Physical characteristics
- • location: hill in Madison Township, Lackawanna County, Pennsylvania
- • elevation: between 1,800 and 1,820 feet (550 and 550 m)
- • location: Roaring Brook in Moscow, Lackawanna County, Pennsylvania
- • coordinates: 41°20′19″N 75°30′50″W﻿ / ﻿41.33869°N 75.51397°W
- • elevation: 1,473 ft (449 m)
- Length: 3.0 mi (4.8 km)
- Basin size: 2.26 mi^{2} (5.9 km^{2})

Basin features
- Progression: Roaring Brook → Lackawanna River → Susquehanna River → Chesapeake Bay

= Bear Brook (Roaring Brook tributary) =

Bear Brook (also known as Bear Brook Creek) is a tributary of Roaring Brook in Lackawanna County, Pennsylvania, in the United States. It is approximately 3.0 mi long and flows through Madison Township and Moscow. The watershed of the stream has an area of 2.26 sqmi. Wild trout naturally reproduce within it. The surficial geology in the vicinity of the stream's lower reaches consists of Wisconsinan Till, Wisconsinan Ice-Contact Stratified Drift, bedrock, and alluvium. A bridge carrying Pennsylvania Route 690 crosses the stream.

==Course==
Bear Brook begins on a hill in Madison Township. It flows northwest for several tenths of a mile, flowing down the hill and entering a lake. From the western end of the lake, the stream flows west-southwest for more than a mile in a valley alongside Pennsylvania Route 690. It eventually passes a few ponds or lakes and turns west for several tenths of a mile, entering Moscow.

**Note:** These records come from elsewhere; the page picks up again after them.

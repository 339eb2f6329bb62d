use paxos_rs::PaxosConfig;
use serde::{Deserialize, Serialize};
use std::time::Duration;

pub const DEFAULT_TICK_INTERVAL_MS: u64 = 100;
pub const DEFAULT_WAIT_TIMEOUT_MS: u64 = 1000;
pub const DEFAULT_MAX_DATAGRAM_SIZE: usize = 128 * 1024;
pub const DEFAULT_CHANNEL_SIZE: usize = 1024;

#[derive(Debug, Clone, Copy, PartialEq, Eq, Serialize, Deserialize)]
#[serde(default)]
pub struct GroupConfig {
    pub paxos: PaxosConfig,
    /// Clock tick period. Logical time is milliseconds since start.
    pub tick_interval_ms: u64,
    /// How long `broadcast` waits for a commit before re-sending.
    pub wait_timeout_ms: u64,
    pub max_datagram_size: usize,
    pub channel_size: usize,
}

impl Default for GroupConfig {
    fn default() -> Self {
        Self {
            paxos: PaxosConfig::default(),
            tick_interval_ms: DEFAULT_TICK_INTERVAL_MS,
            wait_timeout_ms: DEFAULT_WAIT_TIMEOUT_MS,
            max_datagram_size: DEFAULT_MAX_DATAGRAM_SIZE,
            channel_size: DEFAULT_CHANNEL_SIZE,
        }
    }
}

impl GroupConfig {
    #[inline]
    pub fn tick_interval(&self) -> Duration {
        Duration::from_millis(self.tick_interval_ms.max(1))
    }

    #[inline]
    pub fn wait_timeout(&self) -> Duration {
        Duration::from_millis(self.wait_timeout_ms)
    }
}
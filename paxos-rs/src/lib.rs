//! Multi-Paxos core of a replicated group.
//!
//! Everything here is sans-IO: bytes go out through [`traits::CommLayer`],
//! bytes and clock ticks come in through [`machine::PaxosMachine`].

pub mod acceptor;
pub mod config;
pub mod failure;
pub mod leader;
pub mod machine;
pub mod proposal;
pub mod quorum;
pub mod traits;
pub mod utils;

pub use config::PaxosConfig;
pub use machine::{DispatchErr, PaxosMachine, Snapshot};
pub use traits::{CommLayer, CommitNotifier, FailureListener, Receiver};

#[cfg(test)]
mod tests;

The stream then turns south for a few hundred feet before turning west for a short distance, crossing Pennsylvania Route 690 and reaching its confluence with Roaring Brook.

Bear Brook joins Roaring Brook 14.48 mi upstream of its mouth.

==Geography and geology==
The elevation near the mouth of Bear Brook is 1473 ft above sea level. The elevation of the stream's source is between 1800 and 1820 ft above sea level.

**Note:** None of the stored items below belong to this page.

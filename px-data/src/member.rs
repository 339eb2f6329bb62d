//! Group members and the immutable membership view.

use serde::{Deserialize, Serialize};
use std::{
    cmp::Ordering,
    collections::BTreeSet,
    fmt,
    net::{IpAddr, SocketAddr},
    str::FromStr,
};
use thiserror::Error;

#[derive(Debug, Clone, Error, PartialEq, Eq)]
pub enum MembershipErr {
    #[error("member list is empty")]
    EmptyGroup,

    #[error("could not find {0} in {1:?}")]
    NotInGroup(Member, Vec<Member>),

    #[error("position {0} out of range, group size is {1}")]
    InvalidPosition(usize, usize),

    #[error("invalid member address {0}")]
    InvalidAddress(String),
}

/// Identity of a node: network address plus port.
///
/// Members are totally ordered by address octets (unsigned), then by port.
/// This order decides the default leader and every tie-break.
#[derive(Debug, Clone, Copy, PartialEq, Eq, Hash, Serialize, Deserialize)]
pub struct Member {
    addr: IpAddr,
    port: u16,
}

impl Member {
    pub fn new(addr: IpAddr, port: u16) -> Self {
        Self { addr, port }
    }

    #[inline(always)]
    pub fn addr(&self) -> IpAddr {
        self.addr
    }

    #[inline(always)]
    pub fn port(&self) -> u16 {
        self.port
    }

    pub fn socket_addr(&self) -> SocketAddr {
        SocketAddr::new(self.addr, self.port)
    }
}

impl From<SocketAddr> for Member {
    fn from(sa: SocketAddr) -> Self {
        Member::new(sa.ip(), sa.port())
    }
}

impl FromStr for Member {
    type Err = MembershipErr;

    fn from_str(s: &str) -> Result<Self, Self::Err> {
        s.trim()
            .parse::<SocketAddr>()
            .map(Member::from)
            .map_err(|_| MembershipErr::InvalidAddress(s.to_string()))
    }
}

impl Ord for Member {
    fn cmp(&self, other: &Self) -> Ordering {
        let octets = |ip: &IpAddr| match ip {
            IpAddr::V4(v4) => (0u8, v4.octets().to_vec()),
            IpAddr::V6(v6) => (1u8, v6.octets().to_vec()),
        };
        octets(&self.addr)
            .cmp(&octets(&other.addr))
            .then(self.port.cmp(&other.port))
    }
}

impl PartialOrd for Member {
    fn partial_cmp(&self, other: &Self) -> Option<Ordering> {
        Some(self.cmp(other))
    }
}

impl fmt::Display for Member {
    fn fmt(&self, f: &mut fmt::Formatter<'_>) -> fmt::Result {
        write!(f, "{}", self.socket_addr())
    }
}

/// The highest-ordered member of `members` leads by default.
pub fn select_leader<'a>(members: impl IntoIterator<Item = &'a Member>) -> Option<Member> {
    members.into_iter().max().copied()
}

/// Sorted list of all members plus the local member and its index.
/// Fixed for the lifetime of the process.
#[derive(Debug, Clone)]
pub struct GroupMembership {
    members: Vec<Member>,
    me: Member,
    position: usize,
}

impl GroupMembership {
    pub fn new(members: impl IntoIterator<Item = Member>, me: Member) -> Result<Self, MembershipErr> {
        let mut members = members.into_iter().collect::<Vec<Member>>();
        if members.is_empty() {
            return Err(MembershipErr::EmptyGroup);
        }
        members.sort();
        members.dedup();

        let position = members
            .iter()
            .position(|m| m == &me)
            .ok_or_else(|| MembershipErr::NotInGroup(me, members.clone()))?;

        Ok(Self {
            members,
            me,
            position,
        })
    }

    /// Build from the configured (unsorted) list and the index of this node in it.
    pub fn with_position(members: Vec<Member>, i: usize) -> Result<Self, MembershipErr> {
        let me = *members
            .get(i)
            .ok_or(MembershipErr::InvalidPosition(i, members.len()))?;
        Self::new(members, me)
    }

    #[inline(always)]
    pub fn me(&self) -> &Member {
        &self.me
    }

    #[inline(always)]
    pub fn members(&self) -> &[Member] {
        &self.members
    }

    #[inline(always)]
    pub fn group_size(&self) -> usize {
        self.members.len()
    }

    /// Index of the local member in the sorted list.
    #[inline(always)]
    pub fn position_in_group(&self) -> usize {
        self.position
    }

    /// Strict majority of the fixed member set.
    #[inline(always)]
    pub fn quorum_size(&self) -> usize {
        self.members.len() / 2 + 1
    }

    pub fn default_leader(&self) -> Member {
        // members is never empty
        self.members[self.members.len() - 1]
    }

    pub fn all(&self) -> BTreeSet<Member> {
        self.members.iter().copied().collect()
    }

    pub fn contains(&self, m: &Member) -> bool {
        self.members.binary_search(m).is_ok()
    }
}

The surficial geology in the vicinity of Bear Brook in its lower reaches mainly consists of Wisconsinan Ice-Contact Stratified Drift, Wisconsinan Till, and bedrock consisting of conglomeratic sandstone, sandstone, and shale. However, there are also a few patches of alluvium.

==Watershed==
The watershed of Bear Brook has an area of 2.26 sqmi. The mouth of the stream is in the United States Geological Survey quadrangle of Moscow. However, its source is in the quadrangle of Sterling.

==History==
Bear Brook was entered into the Geographic Names Information System on August 2, 1979. Its identifier in the Geographic Names Information System is 1168851.

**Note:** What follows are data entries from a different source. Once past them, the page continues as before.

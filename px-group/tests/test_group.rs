use std::sync::{Arc, Mutex};
use std::time::Duration;

use paxos_rs::{PaxosConfig, Receiver};
use px_data::{GroupMembership, Member, Payload, SeqNo};
use px_group::*;
use simplelog::*;

type Delivered = Arc<Mutex<Vec<(SeqNo, Payload)>>>;

const DEBUG_MODE: bool = false;

fn init_logger() {
    if DEBUG_MODE {
        let _ = TermLogger::init(LevelFilter::Debug, Config::default(), TerminalMode::Mixed);
    }
}

struct Collector(Delivered);

impl Receiver for Collector {
    fn receive(&mut self, seq_no: SeqNo, message: &Payload) {
        self.0.lock().unwrap().push((seq_no, message.clone()));
    }
}

fn fast_config() -> GroupConfig {
    GroupConfig {
        paxos: PaxosConfig {
            heartbeat_interval: 50,
            failure_timeout: 300,
            resend_interval: 100,
        },
        tick_interval_ms: 10,
        wait_timeout_ms: 200,
        ..GroupConfig::default()
    }
}

fn member(i: usize) -> Member {
    format!("127.0.0.1:{}", 2440 + i).parse().unwrap()
}

fn app_payloads(d: &Delivered) -> Vec<Payload> {
    d.lock()
        .unwrap()
        .iter()
        .filter(|(_, p)| !p.is_no_op())
        .map(|(_, p)| p.clone())
        .collect()
}

async fn start_group(net: &MemNetwork, n: usize) -> (Vec<PaxosGroup>, Vec<Delivered>) {
    let transports = (0..n).map(|i| net.transport(member(i))).collect::<Vec<_>>();
    let mut groups = Vec::new();
    let mut delivered = Vec::new();
    for (i, t) in transports.into_iter().enumerate() {
        let d = Delivered::default();
        let ms = GroupMembership::new((0..n).map(member), member(i)).unwrap();
        let g = PaxosGroup::start(ms, t, Box::new(Collector(d.clone())), fast_config())
            .await
            .unwrap();
        groups.push(g);
        delivered.push(d);
    }
    (groups, delivered)
}

/// Polls until every listed member has delivered `expected` app payloads.
async fn wait_delivered(delivered: &[Delivered], members: &[usize], expected: usize) {
    let poll = async {
        loop {
            if members
                .iter()
                .all(|i| app_payloads(&delivered[*i]).len() >= expected)
            {
                break;
            }
            tokio::time::sleep(Duration::from_millis(20)).await;
        }
    };
    tokio::time::timeout(Duration::from_secs(10), poll)
        .await
        .expect("delivery timed out");
}

#[tokio::test]
async fn test_broadcast_from_every_member() {
    init_logger();
    let net = MemNetwork::new();
    let (groups, delivered) = start_group(&net, 3).await;

    for (i, g) in groups.iter().enumerate() {
        let id = g.broadcast(format!("put k{} v", i).into_bytes()).await.unwrap();
        assert_eq!(id, i as u64 * 1_000_000 + 1);
    }
    wait_delivered(&delivered, &[0, 1, 2], 3).await;

    let first = delivered[0].lock().unwrap().clone();
    for d in &delivered[1..] {
        assert_eq!(*d.lock().unwrap(), first);
    }

    let status = groups[0].status().await.unwrap();
    assert_eq!(status.leader, member(2));
    assert_eq!(status.view_number, 5);
    assert!(groups[2].status().await.unwrap().elected);

    for g in groups.iter() {
        g.close().await;
    }
}

#[tokio::test]
async fn test_leader_failover() {
    init_logger();
    let net = MemNetwork::new();
    let (groups, delivered) = start_group(&net, 3).await;

    groups[0].broadcast(b"before".to_vec()).await.unwrap();

    groups[2].close().await;
    net.isolate(&member(2));

    let after = tokio::time::timeout(Duration::from_secs(10), groups[0].broadcast(b"after".to_vec()))
        .await
        .expect("no failover");
    assert!(after.is_ok());

    wait_delivered(&delivered, &[0, 1], 2).await;
    assert_eq!(
        app_payloads(&delivered[1]),
        vec![Payload::app("before"), Payload::app("after")]
    );

    let status = groups[1].status().await.unwrap();
    assert!(status.elected);
    assert_eq!(status.leader, member(1));
    assert!(!status.alive.contains(&member(2)));

    groups[0].close().await;
    groups[1].close().await;
}

#[tokio::test]
async fn test_lossy_network_keeps_order() {
    init_logger();
    let net = MemNetwork::with_loss(0.2);
    let (groups, delivered) = start_group(&net, 3).await;

    for k in 0..5 {
        tokio::time::timeout(
            Duration::from_secs(10),
            groups[k % 3].broadcast(format!("m{}", k).into_bytes()),
        )
        .await
        .expect("broadcast stuck")
        .unwrap();
    }
    wait_delivered(&delivered, &[0, 1, 2], 5).await;

    let expected = (0..5)
        .map(|k| Payload::app(format!("m{}", k)))
        .collect::<Vec<_>>();
    for d in delivered.iter() {
        assert_eq!(app_payloads(d), expected);
    }
    for g in groups.iter() {
        g.close().await;
    }
}

#[tokio::test]
async fn test_closed_group_rejects() {
    let net = MemNetwork::new();
    let (groups, _) = start_group(&net, 1).await;
    groups[0].broadcast(b"solo".to_vec()).await.unwrap();

    groups[0].close().await;
    assert!(groups[0].is_closed());
    assert!(matches!(
        groups[0].broadcast(b"late".to_vec()).await,
        Err(GroupErr::Closed)
    ));
    assert!(groups[0].status().await.is_err());
    // idempotent
    groups[0].close().await;
}

#[tokio::test]
async fn test_udp_transport() {
    let any: Member = "127.0.0.1:0".parse().unwrap();
    let a = UdpTransport::bind(&any, 64 * 1024).await.unwrap();
    let b = UdpTransport::bind(&any, 64 * 1024).await.unwrap();
    assert_ne!(a.local().port(), 0);

    a.send_to(&b.local(), b"hello");
    let (from, buf) = tokio::time::timeout(Duration::from_secs(5), b.recv())
        .await
        .unwrap()
        .unwrap();
    assert_eq!(from, a.local());
    assert_eq!(buf, b"hello".to_vec());

    b.close();
    assert!(matches!(b.recv().await, Err(TransportErr::Closed)));
}

#[tokio::test]
async fn test_udp_group() {
    init_logger();
    let any: Member = "127.0.0.1:0".parse().unwrap();
    let mut transports = Vec::new();
    for _ in 0..3 {
        transports.push(Arc::new(UdpTransport::bind(&any, 128 * 1024).await.unwrap()));
    }
    let members = transports.iter().map(|t| t.local()).collect::<Vec<_>>();

    let mut groups = Vec::new();
    let mut delivered = Vec::new();
    for t in transports {
        let d = Delivered::default();
        let ms = GroupMembership::new(members.clone(), t.local()).unwrap();
        groups.push(
            PaxosGroup::start(ms, t, Box::new(Collector(d.clone())), fast_config())
                .await
                .unwrap(),
        );
        delivered.push(d);
    }

    tokio::time::timeout(Duration::from_secs(10), groups[0].broadcast(b"over udp".to_vec()))
        .await
        .expect("broadcast stuck")
        .unwrap();
    wait_delivered(&delivered, &[0, 1, 2], 1).await;
    for g in groups.iter() {
        g.close().await;
    }
}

In the early 1900s, the Lackawanna County Commissioners received permission to construct a bridge over the creek on Nork Road. A concrete slab bridge carrying Pennsylvania Route 690 was constructed across Bear Brook in 1933. This bridge is 25.9 ft long and is situated in Moscow.

In the early 2000s, the Lackawanna River Watershed Conservation Plan recommended that Madison Township include protection of Langan Creek in its zoning plans.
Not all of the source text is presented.